Warren Company, doing business as Sappi
Fine Paper North America, to provide intraplant
switching on track that is 100 percent owned
by the paper company.
An inbound train is delivered to the paper
mill by Guilford Transportation Industries1
or its subsidiary Maine Central Railroad
Company2.
Cascade moves and switches railroad cars
on track at the plant. Cascade turns all
outbound traffic over to Guilford Transportation
as one block of cars each morning. Cascade
does not own any railroad equipment but
leases a locomotive from Guilford. Cascade
has not been held to be a carrier by the
Surface Transportation Board, and owns no
track and has no terminal points.
Section 1(a)(1) of the Railroad Retirement
Act (45 U.S.C. § 231(a)(1)), insofar
as relevant here, defines a covered employer
as:
(i) any carrier by railroad subject to
the jurisdiction of the Surface Transportation
Board under Part A of subtitle IV of title
49, United States Code;
Section 1 of the RUIA contains essentially
the same definition, as does section 3231
of the Railroad Retirement Tax Act.
Initially, the definition section of Part
A of Subtitle IV of Title 49 of the United
States Code defines “railroad”
to include a switch, spur, track, terminal,
or terminal facility as well as a freight
depot, yard, and ground used or necessary
for transportation (49 U.S.C. § 10102(6)(C)).
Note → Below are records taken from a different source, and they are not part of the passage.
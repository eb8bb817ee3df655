//! SQLite-backed store.
//!
//! One connection behind a mutex; every call runs on the blocking pool.
//! Ledger mutations run inside `BEGIN IMMEDIATE` transactions so the
//! conditional increment is the only arbiter of the quota cap.

use async_trait::async_trait;
use chrono::{DateTime, SubsecRound, Utc};
use rusqlite::{params, Connection, OptionalExtension, Row, TransactionBehavior};
use std::path::Path;
use std::sync::{Arc, Mutex};
use std::time::Duration;
use tracing::{debug, info, warn};

use crate::models::{LedgerDrift, NewResume, NewUser, Resume, User};
use crate::store::{DocumentStore, IdentityStore};
use resumevault_common::{Email, Error, ResumeId, Result, SizeMb, UserId};

const BUSY_TIMEOUT: Duration = Duration::from_secs(5);

const SCHEMA: &str = r#"
    PRAGMA foreign_keys = ON;

    CREATE TABLE IF NOT EXISTS users (
        id TEXT PRIMARY KEY,
        name TEXT NOT NULL,
        email TEXT NOT NULL UNIQUE,
        password_hash TEXT,
        provider TEXT NOT NULL,
        provider_id TEXT,
        total_size INTEGER NOT NULL DEFAULT 0 CHECK (total_size >= 0),
        created_at INTEGER NOT NULL,
        updated_at INTEGER NOT NULL,
        CHECK ((provider = 'local') = (password_hash IS NOT NULL))
    );

    CREATE TABLE IF NOT EXISTS resumes (
        id TEXT PRIMARY KEY,
        user_id TEXT NOT NULL REFERENCES users(id),
        filename TEXT NOT NULL,
        url TEXT NOT NULL,
        storage_key TEXT NOT NULL,
        size INTEGER NOT NULL CHECK (size >= 0),
        created_at INTEGER NOT NULL
    );

    CREATE INDEX IF NOT EXISTS idx_resumes_owner ON resumes(user_id, created_at);
"#;

const USER_COLUMNS: &str =
    "id, name, email, password_hash, provider, provider_id, total_size, created_at, updated_at";

const RESUME_COLUMNS: &str = "id, user_id, filename, url, storage_key, size, created_at";

/// SQLite implementation of `IdentityStore` and `DocumentStore`.
///
/// Sizes are stored as integer hundredths of a megabyte and timestamps as
/// Unix milliseconds.
#[derive(Clone)]
pub struct SqliteStore {
    conn: Arc<Mutex<Connection>>,
}

impl SqliteStore {
    /// Open (or create) a store database.
    ///
    /// `:memory:` opens a private in-memory database.
    ///
    /// # Errors
    /// - Database creation or migration failure
    pub fn open(db_path: impl AsRef<Path>) -> Result<Self> {
        let conn = Connection::open(db_path.as_ref()).map_err(db)?;
        conn.busy_timeout(BUSY_TIMEOUT).map_err(db)?;
        conn.execute_batch(SCHEMA).map_err(db)?;

        info!(path = %db_path.as_ref().display(), "Store opened");
        Ok(Self {
            conn: Arc::new(Mutex::new(conn)),
        })
    }

    /// Create an in-memory store (for testing).
    pub fn in_memory() -> Result<Self> {
        Self::open(":memory:")
    }

    async fn run<F, T>(&self, f: F) -> Result<T>
    where
        F: FnOnce(&mut Connection) -> Result<T> + Send + 'static,
        T: Send + 'static,
    {
        let conn = self.conn.clone();
        tokio::task::spawn_blocking(move || {
            let mut guard = conn
                .lock()
                .map_err(|_| Error::Database("Store connection lock poisoned".to_string()))?;
            f(&mut guard)
        })
        .await
        .map_err(|e| Error::Database(format!("Store task failed: {}", e)))?
    }
}

fn db(err: rusqlite::Error) -> Error {
    Error::Database(err.to_string())
}

fn is_unique_violation(err: &rusqlite::Error) -> bool {
    matches!(
        err,
        rusqlite::Error::SqliteFailure(e, _)
            if e.code == rusqlite::ErrorCode::ConstraintViolation
                && e.extended_code == rusqlite::ffi::SQLITE_CONSTRAINT_UNIQUE
    )
}

fn now() -> DateTime<Utc> {
    Utc::now().trunc_subsecs(3)
}

fn time_from_sql(millis: i64) -> Result<DateTime<Utc>> {
    DateTime::from_timestamp_millis(millis)
        .ok_or_else(|| Error::Database(format!("Timestamp out of range: {}", millis)))
}

fn size_to_sql(size: SizeMb) -> Result<i64> {
    i64::try_from(size.hundredths())
        .map_err(|_| Error::Validation(format!("Size out of range: {} MB", size)))
}

fn size_from_sql(hundredths: i64) -> SizeMb {
    SizeMb::from_hundredths(hundredths.max(0) as u64)
}

struct UserRow {
    id: String,
    name: String,
    email: String,
    password_hash: Option<String>,
    provider: String,
    provider_id: Option<String>,
    total_size: i64,
    created_at: i64,
    updated_at: i64,
}

impl UserRow {
    fn read(row: &Row<'_>) -> rusqlite::Result<Self> {
        Ok(Self {
            id: row.get(0)?,
            name: row.get(1)?,
            email: row.get(2)?,
            password_hash: row.get(3)?,
            provider: row.get(4)?,
            provider_id: row.get(5)?,
            total_size: row.get(6)?,
            created_at: row.get(7)?,
            updated_at: row.get(8)?,
        })
    }

    fn into_user(self) -> Result<User> {
        Ok(User {
            id: UserId::from_trusted(self.id),
            name: self.name,
            email: Email::parse(&self.email)?,
            password_hash: self.password_hash,
            provider: self.provider.parse()?,
            provider_id: self.provider_id,
            total_size: size_from_sql(self.total_size),
            created_at: time_from_sql(self.created_at)?,
            updated_at: time_from_sql(self.updated_at)?,
        })
    }
}

struct ResumeRow {
    id: String,
    user_id: String,
    filename: String,
    url: String,
    storage_key: String,
    size: i64,
    created_at: i64,
}

impl ResumeRow {
    fn read(row: &Row<'_>) -> rusqlite::Result<Self> {
        Ok(Self {
            id: row.get(0)?,
            user_id: row.get(1)?,
            filename: row.get(2)?,
            url: row.get(3)?,
            storage_key: row.get(4)?,
            size: row.get(5)?,
            created_at: row.get(6)?,
        })
    }

    fn into_resume(self) -> Result<Resume> {
        Ok(Resume {
            id: ResumeId::from_trusted(self.id),
            user: UserId::from_trusted(self.user_id),
            filename: self.filename,
            url: self.url,
            storage_key: self.storage_key,
            size: size_from_sql(self.size),
            created_at: time_from_sql(self.created_at)?,
        })
    }
}

fn user_not_found() -> Error {
    Error::NotFound("User not found".to_string())
}

fn reconcile_in(conn: &Connection, user_id: &str) -> Result<LedgerDrift> {
    let (email, recorded): (String, i64) = conn
        .query_row(
            "SELECT email, total_size FROM users WHERE id = ?1",
            params![user_id],
            |row| Ok((row.get(0)?, row.get(1)?)),
        )
        .optional()
        .map_err(db)?
        .ok_or_else(user_not_found)?;

    let actual: i64 = conn
        .query_row(
            "SELECT COALESCE(SUM(size), 0) FROM resumes WHERE user_id = ?1",
            params![user_id],
            |row| row.get(0),
        )
        .map_err(db)?;

    if recorded != actual {
        conn.execute(
            "UPDATE users SET total_size = ?1, updated_at = ?2 WHERE id = ?3",
            params![actual, now().timestamp_millis(), user_id],
        )
        .map_err(db)?;
        warn!(
            user_id,
            recorded = %size_from_sql(recorded),
            actual = %size_from_sql(actual),
            "Ledger drift corrected"
        );
    }

    Ok(LedgerDrift {
        user_id: UserId::from_trusted(user_id),
        email: Email::parse(&email)?,
        recorded: size_from_sql(recorded),
        actual: size_from_sql(actual),
    })
}

#[async_trait]
impl IdentityStore for SqliteStore {
    async fn create_user(&self, new_user: NewUser) -> Result<User> {
        self.run(move |conn| {
            let created_at = now();
            let user = User {
                id: UserId::generate(),
                name: new_user.name,
                email: new_user.email,
                password_hash: new_user.password_hash,
                provider: new_user.provider,
                provider_id: new_user.provider_id,
                total_size: SizeMb::ZERO,
                created_at,
                updated_at: created_at,
            };

            conn.execute(
                &format!(
                    "INSERT INTO users ({}) VALUES (?1, ?2, ?3, ?4, ?5, ?6, ?7, ?8, ?9)",
                    USER_COLUMNS
                ),
                params![
                    user.id.as_str(),
                    user.name,
                    user.email.as_str(),
                    user.password_hash,
                    user.provider.as_str(),
                    user.provider_id,
                    0i64,
                    created_at.timestamp_millis(),
                    created_at.timestamp_millis(),
                ],
            )
            .map_err(|e| {
                if is_unique_violation(&e) {
                    Error::Conflict("User already exists".to_string())
                } else {
                    db(e)
                }
            })?;

            info!(user_id = %user.id, provider = user.provider.as_str(), "User created");
            Ok(user)
        })
        .await
    }

    async fn find_user_by_email(&self, email: &Email) -> Result<Option<User>> {
        let email = email.clone();
        self.run(move |conn| {
            conn.query_row(
                &format!("SELECT {} FROM users WHERE email = ?1", USER_COLUMNS),
                params![email.as_str()],
                UserRow::read,
            )
            .optional()
            .map_err(db)?
            .map(UserRow::into_user)
            .transpose()
        })
        .await
    }

    async fn find_user(&self, id: &UserId) -> Result<Option<User>> {
        let id = id.clone();
        self.run(move |conn| {
            conn.query_row(
                &format!("SELECT {} FROM users WHERE id = ?1", USER_COLUMNS),
                params![id.as_str()],
                UserRow::read,
            )
            .optional()
            .map_err(db)?
            .map(UserRow::into_user)
            .transpose()
        })
        .await
    }

    async fn update_password_hash(&self, id: &UserId, password_hash: String) -> Result<()> {
        let id = id.clone();
        self.run(move |conn| {
            let changed = conn
                .execute(
                    "UPDATE users SET password_hash = ?1, updated_at = ?2 WHERE id = ?3",
                    params![password_hash, now().timestamp_millis(), id.as_str()],
                )
                .map_err(db)?;
            if changed == 0 {
                return Err(user_not_found());
            }
            debug!(user_id = %id, "Password hash replaced");
            Ok(())
        })
        .await
    }
}
//! Authentication for ResumeVault.
//!
//! - `verifier`: local password accounts and federated reconciliation
//! - `session`: bearer session tokens and signed OAuth state
//! - `oauth`: the Google identity provider

pub mod oauth;
pub mod session;
pub mod verifier;

pub use oauth::{FederatedAssertion, FederatedProvider, GoogleConfig, GoogleOAuth};
pub use session::{
    OAuthIntent, OAuthState, Session, SessionClaims, SessionIssuer, StateClaims, SESSION_TTL_DAYS,
    STATE_TTL_MINUTES,
};
pub use verifier::{CredentialVerifier, LoginRequest, SignupRequest};
//! Server configuration from environment variables.

use serde_json::{json, Value};
use std::net::{IpAddr, SocketAddr};
use std::path::PathBuf;
use std::str::FromStr;
use std::time::Duration;

use resumevault_common::{Error, Result, SecretString, SizeMb};
use resumevault_identity::GoogleConfig;
use resumevault_vault::{DEFAULT_MAX_FILE_SIZE_MB, DEFAULT_QUOTA_LIMIT_MB};

/// Where uploaded objects are kept.
#[derive(Debug, Clone, Copy, PartialEq, Eq)]
pub enum StorageBackend {
    /// Files under `STORAGE_ROOT`, served back at `/files`.
    Local,
    /// Process memory; lost on restart.
    Memory,
}

impl StorageBackend {
    /// Registry name of the provider.
    pub fn as_str(&self) -> &'static str {
        match self {
            StorageBackend::Local => "local",
            StorageBackend::Memory => "memory",
        }
    }
}

impl FromStr for StorageBackend {
    type Err = Error;

    fn from_str(s: &str) -> Result<Self> {
        match s.trim().to_ascii_lowercase().as_str() {
            "local" => Ok(StorageBackend::Local),
            "memory" => Ok(StorageBackend::Memory),
            other => Err(Error::Configuration(format!(
                "STORAGE_BACKEND must be 'local' or 'memory', got '{}'",
                other
            ))),
        }
    }
}

/// Runtime configuration for the HTTP server.
#[derive(Debug, Clone)]
pub struct ServerConfig {
    pub bind_addr: IpAddr,
    pub port: u16,
    /// SQLite path, or `:memory:`.
    pub database_url: String,
    pub jwt_secret: SecretString,
    /// Browser origin allowed by CORS and target of OAuth redirects.
    pub frontend_url: String,
    /// Externally visible base URL of this server.
    pub public_url: String,
    pub storage_backend: StorageBackend,
    pub storage_root: PathBuf,
    pub quota_limit: SizeMb,
    pub max_file_bytes: u64,
    pub storage_timeout: Duration,
    pub storage_max_retries: u32,
    /// Google federation; `None` disables the Google routes.
    pub google: Option<GoogleConfig>,
}

impl ServerConfig {
    /// Read configuration from the process environment.
    ///
    /// # Errors
    /// - `Configuration` if `JWT_SECRET` is missing or any value is malformed
    pub fn from_env() -> Result<Self> {
        Self::from_lookup(|key| std::env::var(key).ok())
    }

    /// Read configuration through `lookup`. Blank values count as unset.
    pub fn from_lookup<F>(lookup: F) -> Result<Self>
    where
        F: Fn(&str) -> Option<String>,
    {
        let get = |key: &str| lookup(key).filter(|v| !v.trim().is_empty());

        let jwt_secret = get("JWT_SECRET")
            .map(SecretString::new)
            .ok_or_else(|| Error::Configuration("JWT_SECRET must be set".to_string()))?;

        let public_url = get("PUBLIC_URL")
            .unwrap_or_else(|| "http://localhost:5000".to_string())
            .trim_end_matches('/')
            .to_string();

        let google = match (get("GOOGLE_CLIENT_ID"), get("GOOGLE_CLIENT_SECRET")) {
            (Some(client_id), Some(secret)) => Some(GoogleConfig {
                client_id,
                client_secret: SecretString::new(secret),
                redirect_url: get("GOOGLE_CALLBACK_URL")
                    .unwrap_or_else(|| format!("{}/auth/google/callback", public_url)),
            }),
            (None, None) => None,
            _ => {
                return Err(Error::Configuration(
                    "GOOGLE_CLIENT_ID and GOOGLE_CLIENT_SECRET must be set together".to_string(),
                ))
            }
        };

        let max_file_size: SizeMb = parse(&get, "MAX_FILE_SIZE_MB", SizeMb::from_whole_mb(DEFAULT_MAX_FILE_SIZE_MB))?;

        Ok(Self {
            bind_addr: parse(&get, "BIND_ADDR", IpAddr::from([0, 0, 0, 0]))?,
            port: parse(&get, "PORT", 5000)?,
            database_url: get("DATABASE_URL").unwrap_or_else(|| "resumevault.db".to_string()),
            jwt_secret,
            frontend_url: get("FRONTEND_URL")
                .unwrap_or_else(|| "http://localhost:5173".to_string())
                .trim_end_matches('/')
                .to_string(),
            public_url,
            storage_backend: parse(&get, "STORAGE_BACKEND", StorageBackend::Local)?,
            storage_root: get("STORAGE_ROOT")
                .map(PathBuf::from)
                .unwrap_or_else(|| PathBuf::from("./uploads")),
            quota_limit: parse(&get, "QUOTA_LIMIT_MB", SizeMb::from_whole_mb(DEFAULT_QUOTA_LIMIT_MB))?,
            max_file_bytes: max_file_size.to_bytes(),
            storage_timeout: Duration::from_secs(parse(&get, "STORAGE_TIMEOUT_SECS", 30)?),
            storage_max_retries: parse(&get, "STORAGE_MAX_RETRIES", 2)?,
            google,
        })
    }

    /// Address to listen on.
    pub fn socket_addr(&self) -> SocketAddr {
        SocketAddr::new(self.bind_addr, self.port)
    }

    /// Base URL stored objects are reachable under.
    pub fn files_base_url(&self) -> String {
        format!("{}/files", self.public_url)
    }

    /// Provider configuration for the storage registry.
    pub fn provider_config(&self) -> Value {
        match self.storage_backend {
            StorageBackend::Local => json!({
                "root": self.storage_root.to_string_lossy(),
                "base_url": self.files_base_url(),
            }),
            StorageBackend::Memory => json!({ "base_url": self.files_base_url() }),
        }
    }
}

fn parse<T, G>(get: &G, key: &str, default: T) -> Result<T>
where
    T: FromStr,
    T::Err: std::fmt::Display,
    G: Fn(&str) -> Option<String>,
{
    match get(key) {
        Some(raw) => raw
            .trim()
            .parse()
            .map_err(|e| Error::Configuration(format!("Invalid {}: {}", key, e))),
        None => Ok(default),
    }
}

#[cfg(test)]
mod tests {
    use super::*;
    use std::collections::HashMap;

    fn config(pairs: &[(&str, &str)]) -> Result<ServerConfig> {
        let env: HashMap<String, String> = pairs
            .iter()
            .map(|(k, v)| (k.to_string(), v.to_string()))
            .collect();
        ServerConfig::from_lookup(|key| env.get(key).cloned())
    }

    #[test]
    fn test_defaults() {
        let cfg = config(&[("JWT_SECRET", "0123456789abcdef")]).unwrap();

        assert_eq!(cfg.port, 5000);
        assert_eq!(cfg.socket_addr().to_string(), "0.0.0.0:5000");
        assert_eq!(cfg.database_url, "resumevault.db");
        assert_eq!(cfg.frontend_url, "http://localhost:5173");
        assert_eq!(cfg.storage_backend, StorageBackend::Local);
        assert_eq!(cfg.quota_limit, SizeMb::from_whole_mb(20));
        assert_eq!(cfg.max_file_bytes, 4 * 1024 * 1024);
        assert_eq!(cfg.storage_timeout, Duration::from_secs(30));
        assert_eq!(cfg.storage_max_retries, 2);
        assert!(cfg.google.is_none());
        assert_eq!(cfg.files_base_url(), "http://localhost:5000/files");
    }

    #[test]
    fn test_jwt_secret_required() {
        assert!(matches!(config(&[]), Err(Error::Configuration(_))));
        assert!(matches!(
            config(&[("JWT_SECRET", "   ")]),
            Err(Error::Configuration(_))
        ));
    }

    #[test]
    fn test_overrides() {
        let cfg = config(&[
            ("JWT_SECRET", "0123456789abcdef"),
            ("PORT", "8080"),
            ("PUBLIC_URL", "https://api.example.com/"),
            ("STORAGE_BACKEND", "Memory"),
            ("QUOTA_LIMIT_MB", "50.5"),
            ("MAX_FILE_SIZE_MB", "10"),
        ])
        .unwrap();

        assert_eq!(cfg.port, 8080);
        assert_eq!(cfg.public_url, "https://api.example.com");
        assert_eq!(cfg.storage_backend, StorageBackend::Memory);
        assert_eq!(cfg.quota_limit, SizeMb::from_hundredths(5050));
        assert_eq!(cfg.max_file_bytes, 10 * 1024 * 1024);
        assert_eq!(cfg.provider_config()["base_url"], "https://api.example.com/files");
    }

    #[test]
    fn test_invalid_values() {
        for (key, value) in [
            ("PORT", "eighty"),
            ("STORAGE_BACKEND", "s3"),
            ("QUOTA_LIMIT_MB", "-1"),
            ("BIND_ADDR", "localhost:1"),
        ] {
            let result = config(&[("JWT_SECRET", "0123456789abcdef"), (key, value)]);
            assert!(matches!(result, Err(Error::Configuration(_))), "{}", key);
        }
    }

    #[test]
    fn test_google_settings() {
        let cfg = config(&[
            ("JWT_SECRET", "0123456789abcdef"),
            ("GOOGLE_CLIENT_ID", "id"),
            ("GOOGLE_CLIENT_SECRET", "secret"),
        ])
        .unwrap();
        let google = cfg.google.unwrap();
        assert_eq!(google.redirect_url, "http://localhost:5000/auth/google/callback");

        let half = config(&[("JWT_SECRET", "0123456789abcdef"), ("GOOGLE_CLIENT_ID", "id")]);
        assert!(matches!(half, Err(Error::Configuration(_))));
    }
}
That Act also provides that the Surface
Transportation Board has jurisdiction over
“transportation in the United States
between a place in – (A) a State and
a place in the same or another State as
part of the interstate rail network”
(49 U.S.C. § 10501(a)(2)). A terminal
or switching company is a common carrier
rather than a private carrier if it holds
itself out to be one, acts in that capacity,
and is dealt with in that capacity by railroads
in general. U.S. v. California, 297 U.S.
175 (1936). The Board has held switching
railroads to be covered employers under
the Railroad Retirement and Railroad Unemployment
Insurance Acts where they act in the capacity
of a common carrier subject to the jurisdiction
of the Surface Transportation Board.
Where switching operations are conducted
by a plant owner for itself, these operations
do not result in the plant owner being a
covered employer under the Acts. In other
words, where a manufacturer ships its goods
to a carrier, that activity does not result
in the manufacturer being a covered employer
under the Railroad Retirement and Railroad
Unemployment Insurance Acts. Analogously,
where a company contracts with a manufacturer
to ship the manufacturer’s goods to
a carrier, that activity will not result
in the company being a covered employer.
In both cases, the shipper is a private
carrier.
Cascade is a private carrier; it contracts
only with the paper company to move its
product within the paper company’s
plant. It does not hold itself out to the
general public to provide carriage over
the paper company’s track.
The Board therefore finds that Cascade
Transportation, Inc., is not an employer
under the Railroad Retirement and Railroad
Unemployment Insurance Acts.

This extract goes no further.